■ What you have to do ■
Your job with the data below: print everything from the line that holds "impl TryFrom<String> for" down to the line that holds "pub fn titleize_slug<S: AsRef<str>>(slug: S)", ends included, exactly, and nothing else.

■ Available data ■
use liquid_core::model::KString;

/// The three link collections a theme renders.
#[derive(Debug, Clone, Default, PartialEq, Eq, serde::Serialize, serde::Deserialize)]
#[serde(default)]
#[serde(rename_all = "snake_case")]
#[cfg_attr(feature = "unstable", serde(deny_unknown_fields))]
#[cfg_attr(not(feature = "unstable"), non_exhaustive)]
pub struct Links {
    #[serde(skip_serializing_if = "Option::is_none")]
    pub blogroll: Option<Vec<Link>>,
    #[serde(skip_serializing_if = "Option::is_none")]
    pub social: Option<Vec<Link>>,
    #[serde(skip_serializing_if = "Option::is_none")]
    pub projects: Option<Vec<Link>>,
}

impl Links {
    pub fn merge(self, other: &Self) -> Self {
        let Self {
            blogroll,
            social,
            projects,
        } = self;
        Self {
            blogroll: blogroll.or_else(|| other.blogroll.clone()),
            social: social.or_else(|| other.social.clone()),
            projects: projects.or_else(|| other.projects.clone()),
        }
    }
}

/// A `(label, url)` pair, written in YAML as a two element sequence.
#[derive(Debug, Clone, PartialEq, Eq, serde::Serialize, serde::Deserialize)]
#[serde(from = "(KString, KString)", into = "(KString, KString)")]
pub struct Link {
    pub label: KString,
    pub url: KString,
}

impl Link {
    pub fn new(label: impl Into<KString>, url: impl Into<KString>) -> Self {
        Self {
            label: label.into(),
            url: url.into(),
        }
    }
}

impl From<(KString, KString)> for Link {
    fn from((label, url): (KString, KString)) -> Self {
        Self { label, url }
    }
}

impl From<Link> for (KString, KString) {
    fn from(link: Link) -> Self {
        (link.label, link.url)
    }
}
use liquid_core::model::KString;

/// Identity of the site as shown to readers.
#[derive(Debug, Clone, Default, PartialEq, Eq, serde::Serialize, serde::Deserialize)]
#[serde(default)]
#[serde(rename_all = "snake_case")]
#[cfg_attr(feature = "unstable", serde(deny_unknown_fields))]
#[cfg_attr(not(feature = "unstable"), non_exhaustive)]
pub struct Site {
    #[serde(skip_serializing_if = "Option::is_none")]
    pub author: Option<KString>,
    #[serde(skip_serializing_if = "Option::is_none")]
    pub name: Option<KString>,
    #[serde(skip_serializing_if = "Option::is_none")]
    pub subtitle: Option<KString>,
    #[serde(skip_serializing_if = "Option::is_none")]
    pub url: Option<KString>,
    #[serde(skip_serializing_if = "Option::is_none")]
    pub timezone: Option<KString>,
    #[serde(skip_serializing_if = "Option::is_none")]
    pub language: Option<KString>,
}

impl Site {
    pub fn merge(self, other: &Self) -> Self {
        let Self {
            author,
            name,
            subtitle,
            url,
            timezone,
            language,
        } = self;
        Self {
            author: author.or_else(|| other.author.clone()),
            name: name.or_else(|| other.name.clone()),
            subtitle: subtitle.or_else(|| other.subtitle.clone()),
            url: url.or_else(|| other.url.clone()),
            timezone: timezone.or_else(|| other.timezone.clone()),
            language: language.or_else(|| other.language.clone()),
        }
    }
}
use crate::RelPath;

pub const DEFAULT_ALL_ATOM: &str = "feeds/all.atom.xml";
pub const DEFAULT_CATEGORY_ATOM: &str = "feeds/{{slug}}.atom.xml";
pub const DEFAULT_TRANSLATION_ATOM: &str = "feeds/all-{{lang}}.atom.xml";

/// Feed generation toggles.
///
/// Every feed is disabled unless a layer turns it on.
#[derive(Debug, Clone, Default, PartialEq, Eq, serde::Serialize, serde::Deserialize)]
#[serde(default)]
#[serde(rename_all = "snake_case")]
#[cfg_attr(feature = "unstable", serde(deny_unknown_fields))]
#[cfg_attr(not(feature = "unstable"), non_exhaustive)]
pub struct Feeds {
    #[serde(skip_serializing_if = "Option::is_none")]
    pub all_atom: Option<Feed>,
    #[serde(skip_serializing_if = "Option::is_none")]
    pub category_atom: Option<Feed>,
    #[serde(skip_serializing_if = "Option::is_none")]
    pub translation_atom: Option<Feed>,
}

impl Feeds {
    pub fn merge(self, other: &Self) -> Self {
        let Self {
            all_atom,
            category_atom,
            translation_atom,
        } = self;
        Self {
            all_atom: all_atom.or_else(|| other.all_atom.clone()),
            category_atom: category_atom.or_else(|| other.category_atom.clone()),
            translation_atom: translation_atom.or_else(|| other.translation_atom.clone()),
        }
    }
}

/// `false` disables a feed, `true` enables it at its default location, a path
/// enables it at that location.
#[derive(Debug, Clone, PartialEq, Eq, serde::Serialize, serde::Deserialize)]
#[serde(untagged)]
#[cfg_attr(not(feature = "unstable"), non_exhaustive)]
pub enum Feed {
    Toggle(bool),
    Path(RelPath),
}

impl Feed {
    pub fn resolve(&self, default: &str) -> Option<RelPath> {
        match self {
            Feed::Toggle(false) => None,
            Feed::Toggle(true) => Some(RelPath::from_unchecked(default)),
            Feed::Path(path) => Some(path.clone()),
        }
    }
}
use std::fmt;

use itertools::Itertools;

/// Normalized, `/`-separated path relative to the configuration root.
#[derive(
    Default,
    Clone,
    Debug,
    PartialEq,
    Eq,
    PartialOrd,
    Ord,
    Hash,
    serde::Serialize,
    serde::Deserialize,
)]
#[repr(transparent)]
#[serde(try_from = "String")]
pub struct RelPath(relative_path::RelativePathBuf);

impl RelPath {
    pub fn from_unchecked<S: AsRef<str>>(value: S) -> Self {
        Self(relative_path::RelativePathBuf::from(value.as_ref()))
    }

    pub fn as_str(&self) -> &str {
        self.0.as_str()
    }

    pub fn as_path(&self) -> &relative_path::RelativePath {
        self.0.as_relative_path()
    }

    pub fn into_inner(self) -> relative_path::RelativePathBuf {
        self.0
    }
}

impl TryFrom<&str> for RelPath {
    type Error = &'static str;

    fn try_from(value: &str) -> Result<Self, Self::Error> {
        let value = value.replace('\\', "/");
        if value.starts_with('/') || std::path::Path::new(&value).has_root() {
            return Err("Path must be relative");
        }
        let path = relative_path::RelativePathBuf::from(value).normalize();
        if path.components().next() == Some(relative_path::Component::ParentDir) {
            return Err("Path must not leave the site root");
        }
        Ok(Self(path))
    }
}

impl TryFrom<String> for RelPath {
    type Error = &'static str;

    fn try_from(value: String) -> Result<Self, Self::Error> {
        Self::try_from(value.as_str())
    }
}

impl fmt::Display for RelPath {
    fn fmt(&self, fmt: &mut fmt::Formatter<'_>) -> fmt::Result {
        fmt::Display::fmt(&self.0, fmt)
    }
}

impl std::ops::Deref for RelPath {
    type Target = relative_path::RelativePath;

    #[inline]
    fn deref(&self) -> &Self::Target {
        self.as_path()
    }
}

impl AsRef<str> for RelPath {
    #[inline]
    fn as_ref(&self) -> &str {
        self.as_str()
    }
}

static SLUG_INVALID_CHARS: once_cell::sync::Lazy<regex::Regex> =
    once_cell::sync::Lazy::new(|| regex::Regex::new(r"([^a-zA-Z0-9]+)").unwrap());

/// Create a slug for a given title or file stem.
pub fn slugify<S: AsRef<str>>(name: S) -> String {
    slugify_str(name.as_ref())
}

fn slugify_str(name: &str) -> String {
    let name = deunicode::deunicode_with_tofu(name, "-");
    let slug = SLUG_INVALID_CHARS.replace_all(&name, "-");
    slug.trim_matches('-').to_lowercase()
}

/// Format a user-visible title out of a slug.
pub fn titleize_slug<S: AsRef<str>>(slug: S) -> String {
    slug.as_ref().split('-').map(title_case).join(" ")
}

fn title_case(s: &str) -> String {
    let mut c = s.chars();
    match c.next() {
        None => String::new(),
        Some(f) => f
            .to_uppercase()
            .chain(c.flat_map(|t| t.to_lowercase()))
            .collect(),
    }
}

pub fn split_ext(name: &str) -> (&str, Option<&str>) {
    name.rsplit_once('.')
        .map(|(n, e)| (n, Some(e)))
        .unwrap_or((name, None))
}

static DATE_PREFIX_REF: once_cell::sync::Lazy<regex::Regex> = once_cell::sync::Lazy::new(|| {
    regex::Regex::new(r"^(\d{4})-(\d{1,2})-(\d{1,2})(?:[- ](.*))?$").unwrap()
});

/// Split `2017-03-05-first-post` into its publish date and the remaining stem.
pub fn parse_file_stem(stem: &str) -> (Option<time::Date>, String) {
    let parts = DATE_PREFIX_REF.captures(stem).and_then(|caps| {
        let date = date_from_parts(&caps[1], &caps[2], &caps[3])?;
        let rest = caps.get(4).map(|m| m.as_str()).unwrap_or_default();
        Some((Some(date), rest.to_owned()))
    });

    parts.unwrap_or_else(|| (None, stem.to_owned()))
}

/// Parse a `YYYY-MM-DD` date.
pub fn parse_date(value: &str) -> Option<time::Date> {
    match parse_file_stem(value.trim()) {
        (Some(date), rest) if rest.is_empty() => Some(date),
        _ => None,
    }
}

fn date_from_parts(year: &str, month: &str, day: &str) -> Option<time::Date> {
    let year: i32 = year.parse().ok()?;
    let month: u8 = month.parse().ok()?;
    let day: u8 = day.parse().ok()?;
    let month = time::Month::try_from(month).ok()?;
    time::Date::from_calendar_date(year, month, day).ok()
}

■ Response ■
impl TryFrom<String> for RelPath {
    type Error = &'static str;

    fn try_from(value: String) -> Result<Self, Self::Error> {
        Self::try_from(value.as_str())
    }
}

impl fmt::Display for RelPath {
    fn fmt(&self, fmt: &mut fmt::Formatter<'_>) -> fmt::Result {
        fmt::Display::fmt(&self.0, fmt)
    }
}

impl std::ops::Deref for RelPath {
    type Target = relative_path::RelativePath;

    #[inline]
    fn deref(&self) -> &Self::Target {
        self.as_path()
    }
}

impl AsRef<str> for RelPath {
    #[inline]
    fn as_ref(&self) -> &str {
        self.as_str()
    }
}

static SLUG_INVALID_CHARS: once_cell::sync::Lazy<regex::Regex> =
    once_cell::sync::Lazy::new(|| regex::Regex::new(r"([^a-zA-Z0-9]+)").unwrap());

/// Create a slug for a given title or file stem.
pub fn slugify<S: AsRef<str>>(name: S) -> String {
    slugify_str(name.as_ref())
}

fn slugify_str(name: &str) -> String {
    let name = deunicode::deunicode_with_tofu(name, "-");
    let slug = SLUG_INVALID_CHARS.replace_all(&name, "-");
    slug.trim_matches('-').to_lowercase()
}

/// Format a user-visible title out of a slug.
pub fn titleize_slug<S: AsRef<str>>(slug: S) -> String {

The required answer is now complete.